Given data:
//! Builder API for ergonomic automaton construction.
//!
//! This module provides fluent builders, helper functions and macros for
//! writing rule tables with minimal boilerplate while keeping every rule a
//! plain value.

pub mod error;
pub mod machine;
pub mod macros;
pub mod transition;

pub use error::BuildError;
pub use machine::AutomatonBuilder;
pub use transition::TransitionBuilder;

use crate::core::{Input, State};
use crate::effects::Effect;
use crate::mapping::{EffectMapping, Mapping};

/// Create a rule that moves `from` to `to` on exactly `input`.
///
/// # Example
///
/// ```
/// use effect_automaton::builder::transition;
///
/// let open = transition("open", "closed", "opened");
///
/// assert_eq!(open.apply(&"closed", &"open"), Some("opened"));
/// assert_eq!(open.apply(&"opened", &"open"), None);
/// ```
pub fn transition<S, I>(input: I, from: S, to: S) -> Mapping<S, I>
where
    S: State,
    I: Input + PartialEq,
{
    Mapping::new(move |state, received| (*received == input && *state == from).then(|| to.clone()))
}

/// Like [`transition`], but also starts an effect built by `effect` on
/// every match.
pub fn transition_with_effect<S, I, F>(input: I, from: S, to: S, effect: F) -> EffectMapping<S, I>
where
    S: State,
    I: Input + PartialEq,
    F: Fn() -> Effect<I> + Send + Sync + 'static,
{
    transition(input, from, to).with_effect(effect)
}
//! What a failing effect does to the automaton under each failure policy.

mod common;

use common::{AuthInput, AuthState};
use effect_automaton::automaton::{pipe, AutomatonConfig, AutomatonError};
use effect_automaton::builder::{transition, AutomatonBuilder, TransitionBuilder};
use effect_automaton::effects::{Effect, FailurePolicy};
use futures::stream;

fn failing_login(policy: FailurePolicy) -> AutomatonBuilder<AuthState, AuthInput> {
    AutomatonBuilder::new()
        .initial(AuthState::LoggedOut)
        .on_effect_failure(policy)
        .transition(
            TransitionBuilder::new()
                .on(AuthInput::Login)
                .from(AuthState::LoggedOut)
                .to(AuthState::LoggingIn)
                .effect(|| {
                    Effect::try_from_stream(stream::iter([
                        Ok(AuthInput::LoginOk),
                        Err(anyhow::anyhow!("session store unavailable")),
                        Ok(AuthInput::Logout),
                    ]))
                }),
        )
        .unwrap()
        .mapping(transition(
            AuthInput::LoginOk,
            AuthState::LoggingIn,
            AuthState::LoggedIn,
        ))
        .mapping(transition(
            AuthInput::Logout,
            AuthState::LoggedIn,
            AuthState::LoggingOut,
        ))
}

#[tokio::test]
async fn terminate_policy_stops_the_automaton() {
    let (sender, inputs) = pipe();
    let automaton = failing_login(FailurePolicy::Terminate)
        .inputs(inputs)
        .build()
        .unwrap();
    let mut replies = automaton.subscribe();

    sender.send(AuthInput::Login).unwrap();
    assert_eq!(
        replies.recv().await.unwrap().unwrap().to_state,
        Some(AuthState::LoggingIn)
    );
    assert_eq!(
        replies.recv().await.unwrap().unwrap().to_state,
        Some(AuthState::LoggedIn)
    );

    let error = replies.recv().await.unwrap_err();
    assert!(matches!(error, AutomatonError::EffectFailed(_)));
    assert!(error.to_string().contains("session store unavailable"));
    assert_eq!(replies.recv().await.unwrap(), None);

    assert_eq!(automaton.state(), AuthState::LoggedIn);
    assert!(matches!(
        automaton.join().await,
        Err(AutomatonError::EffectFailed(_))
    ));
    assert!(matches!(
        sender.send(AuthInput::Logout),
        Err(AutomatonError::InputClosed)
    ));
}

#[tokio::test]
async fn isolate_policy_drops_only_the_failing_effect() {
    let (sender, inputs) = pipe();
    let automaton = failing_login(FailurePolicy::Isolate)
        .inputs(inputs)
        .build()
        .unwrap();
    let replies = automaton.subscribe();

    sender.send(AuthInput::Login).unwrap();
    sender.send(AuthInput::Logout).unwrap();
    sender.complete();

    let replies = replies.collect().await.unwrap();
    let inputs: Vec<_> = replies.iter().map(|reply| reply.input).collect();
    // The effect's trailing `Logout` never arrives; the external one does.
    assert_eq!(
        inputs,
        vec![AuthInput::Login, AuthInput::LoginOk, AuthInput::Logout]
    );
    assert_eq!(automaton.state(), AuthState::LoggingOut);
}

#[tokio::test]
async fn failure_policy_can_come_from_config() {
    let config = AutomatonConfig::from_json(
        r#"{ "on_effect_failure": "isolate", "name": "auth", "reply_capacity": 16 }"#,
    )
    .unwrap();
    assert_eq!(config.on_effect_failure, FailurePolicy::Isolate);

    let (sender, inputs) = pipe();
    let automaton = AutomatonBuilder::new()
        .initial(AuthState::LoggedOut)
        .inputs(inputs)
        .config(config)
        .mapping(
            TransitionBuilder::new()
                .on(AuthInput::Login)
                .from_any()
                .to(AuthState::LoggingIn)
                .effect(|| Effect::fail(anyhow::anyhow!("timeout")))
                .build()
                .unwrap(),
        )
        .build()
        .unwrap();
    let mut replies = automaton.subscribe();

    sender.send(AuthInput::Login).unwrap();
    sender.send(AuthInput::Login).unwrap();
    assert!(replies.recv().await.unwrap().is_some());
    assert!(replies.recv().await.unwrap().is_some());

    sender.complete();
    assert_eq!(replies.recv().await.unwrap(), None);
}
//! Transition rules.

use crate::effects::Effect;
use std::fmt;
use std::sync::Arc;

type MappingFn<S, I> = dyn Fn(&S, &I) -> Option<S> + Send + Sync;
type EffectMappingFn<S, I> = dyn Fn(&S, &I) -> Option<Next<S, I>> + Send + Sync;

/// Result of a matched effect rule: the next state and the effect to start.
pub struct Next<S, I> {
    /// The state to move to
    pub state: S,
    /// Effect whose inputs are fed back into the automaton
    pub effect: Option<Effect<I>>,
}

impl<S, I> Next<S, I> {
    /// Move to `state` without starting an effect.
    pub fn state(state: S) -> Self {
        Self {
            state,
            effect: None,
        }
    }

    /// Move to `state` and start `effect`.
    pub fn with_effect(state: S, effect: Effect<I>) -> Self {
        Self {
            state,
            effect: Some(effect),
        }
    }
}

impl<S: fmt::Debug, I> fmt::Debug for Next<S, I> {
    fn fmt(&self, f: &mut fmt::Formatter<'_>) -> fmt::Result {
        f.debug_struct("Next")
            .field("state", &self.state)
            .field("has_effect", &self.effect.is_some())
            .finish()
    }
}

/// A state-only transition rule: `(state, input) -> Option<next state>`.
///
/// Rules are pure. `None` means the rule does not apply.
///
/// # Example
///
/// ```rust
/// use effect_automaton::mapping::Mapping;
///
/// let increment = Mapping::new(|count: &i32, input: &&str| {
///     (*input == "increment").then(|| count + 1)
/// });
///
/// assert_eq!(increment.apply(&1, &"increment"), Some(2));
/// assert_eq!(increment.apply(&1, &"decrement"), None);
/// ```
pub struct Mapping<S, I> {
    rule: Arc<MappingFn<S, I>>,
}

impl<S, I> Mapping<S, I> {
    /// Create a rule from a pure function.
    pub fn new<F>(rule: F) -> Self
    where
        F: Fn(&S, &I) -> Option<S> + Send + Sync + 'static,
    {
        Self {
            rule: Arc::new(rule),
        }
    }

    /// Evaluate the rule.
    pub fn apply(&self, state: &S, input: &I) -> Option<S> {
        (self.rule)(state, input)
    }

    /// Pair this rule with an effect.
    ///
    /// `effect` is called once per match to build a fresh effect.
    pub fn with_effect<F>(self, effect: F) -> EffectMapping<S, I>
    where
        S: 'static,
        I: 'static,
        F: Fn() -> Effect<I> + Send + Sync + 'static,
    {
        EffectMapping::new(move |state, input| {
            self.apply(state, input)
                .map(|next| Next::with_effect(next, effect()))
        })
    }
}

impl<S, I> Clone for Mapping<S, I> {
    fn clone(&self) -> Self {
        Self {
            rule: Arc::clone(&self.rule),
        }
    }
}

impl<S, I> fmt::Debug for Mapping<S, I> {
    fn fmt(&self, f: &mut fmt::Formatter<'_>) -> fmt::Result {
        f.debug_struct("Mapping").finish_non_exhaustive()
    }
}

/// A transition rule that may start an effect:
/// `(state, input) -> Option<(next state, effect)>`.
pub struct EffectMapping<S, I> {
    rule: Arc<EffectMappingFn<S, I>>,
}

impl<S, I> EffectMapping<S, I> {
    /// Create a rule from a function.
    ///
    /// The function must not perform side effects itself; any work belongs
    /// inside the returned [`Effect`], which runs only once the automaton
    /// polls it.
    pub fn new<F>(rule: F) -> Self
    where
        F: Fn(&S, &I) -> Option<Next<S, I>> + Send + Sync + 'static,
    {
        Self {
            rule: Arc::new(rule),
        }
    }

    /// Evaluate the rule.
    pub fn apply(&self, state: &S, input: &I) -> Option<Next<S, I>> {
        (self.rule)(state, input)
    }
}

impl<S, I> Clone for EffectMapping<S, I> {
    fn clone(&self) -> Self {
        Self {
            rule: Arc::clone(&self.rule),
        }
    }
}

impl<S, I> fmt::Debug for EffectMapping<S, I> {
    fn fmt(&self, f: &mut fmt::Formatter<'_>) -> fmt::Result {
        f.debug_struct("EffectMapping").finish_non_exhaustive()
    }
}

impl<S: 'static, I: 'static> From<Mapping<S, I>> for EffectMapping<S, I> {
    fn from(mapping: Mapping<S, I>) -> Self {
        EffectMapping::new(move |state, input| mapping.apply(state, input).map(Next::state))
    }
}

Aim of the task: Take the first line of the material above as the start and the line that contains "each failure policy." as the end. Output only that span, every line exactly as it stands.

Response box:
//! Builder API for ergonomic automaton construction.
//!
//! This module provides fluent builders, helper functions and macros for
//! writing rule tables with minimal boilerplate while keeping every rule a
//! plain value.

pub mod error;
pub mod machine;
pub mod macros;
pub mod transition;

pub use error::BuildError;
pub use machine::AutomatonBuilder;
pub use transition::TransitionBuilder;

use crate::core::{Input, State};
use crate::effects::Effect;
use crate::mapping::{EffectMapping, Mapping};

/// Create a rule that moves `from` to `to` on exactly `input`.
///
/// # Example
///
/// ```
/// use effect_automaton::builder::transition;
///
/// let open = transition("open", "closed", "opened");
///
/// assert_eq!(open.apply(&"closed", &"open"), Some("opened"));
/// assert_eq!(open.apply(&"opened", &"open"), None);
/// ```
pub fn transition<S, I>(input: I, from: S, to: S) -> Mapping<S, I>
where
    S: State,
    I: Input + PartialEq,
{
    Mapping::new(move |state, received| (*received == input && *state == from).then(|| to.clone()))
}

/// Like [`transition`], but also starts an effect built by `effect` on
/// every match.
pub fn transition_with_effect<S, I, F>(input: I, from: S, to: S, effect: F) -> EffectMapping<S, I>
where
    S: State,
    I: Input + PartialEq,
    F: Fn() -> Effect<I> + Send + Sync + 'static,
{
    transition(input, from, to).with_effect(effect)
}
//! What a failing effect does to the automaton under each failure policy.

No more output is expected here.